(Stored data entries)
# # # # #
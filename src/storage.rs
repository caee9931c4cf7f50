use std::path::{Path, PathBuf};

pub trait StorageManager: Send + Sync {
    fn write(&self, ident: &str, data: &[u8]) -> std::io::Result<()>;
    fn read(&self, ident: &str) -> std::io::Result<Vec<u8>>;
    fn exists(&self, ident: &str) -> bool;
}

#[derive(Clone)]
pub struct BackendLocal {
    pub base_dir: PathBuf,
}

impl BackendLocal {
    pub fn new(storage_dir: impl AsRef<Path>) -> std::io::Result<Self> {
        let path = storage_dir.as_ref().to_path_buf();
        std::fs::create_dir_all(&path)?;
        Ok(BackendLocal { base_dir: path })
    }
}

impl StorageManager for BackendLocal {
    fn exists(&self, ident: &str) -> bool {
        std::fs::metadata(self.base_dir.join(ident)).is_ok()
    }

    fn read(&self, ident: &str) -> std::io::Result<Vec<u8>> {
        std::fs::read(self.base_dir.join(ident))
    }

    fn write(&self, ident: &str, data: &[u8]) -> std::io::Result<()> {
        let path = self.base_dir.join(ident);
        let temp_path = self
            .base_dir
            .join(format!("{}-{ident}.tmp", std::process::id()));

        std::fs::write(&temp_path, data)?;

        std::fs::rename(&temp_path, &path)
    }
}

#[cfg(test)]
mod tests {
    use super::*;

    #[test]
    fn test_write_read_roundtrip() {
        let dir = tempfile::tempdir().unwrap();
        let store = BackendLocal::new(dir.path().join("nested")).unwrap();

        assert!(!store.exists("config.yaml"));
        store.write("config.yaml", b"page_size: 10\n").unwrap();

        assert!(store.exists("config.yaml"));
        assert_eq!(store.read("config.yaml").unwrap(), b"page_size: 10\n");
        assert_eq!(std::fs::read_dir(&store.base_dir).unwrap().count(), 1);
    }
}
# # # # #
(What you will do)
Only the lines with the string "unwrap" are wanted; pick them out of the records above and copy them.

(Task result)
        let dir = tempfile::tempdir().unwrap();
        let store = BackendLocal::new(dir.path().join("nested")).unwrap();
        store.write("config.yaml", b"page_size: 10\n").unwrap();
        assert_eq!(store.read("config.yaml").unwrap(), b"page_size: 10\n");
        assert_eq!(std::fs::read_dir(&store.base_dir).unwrap().count(), 1);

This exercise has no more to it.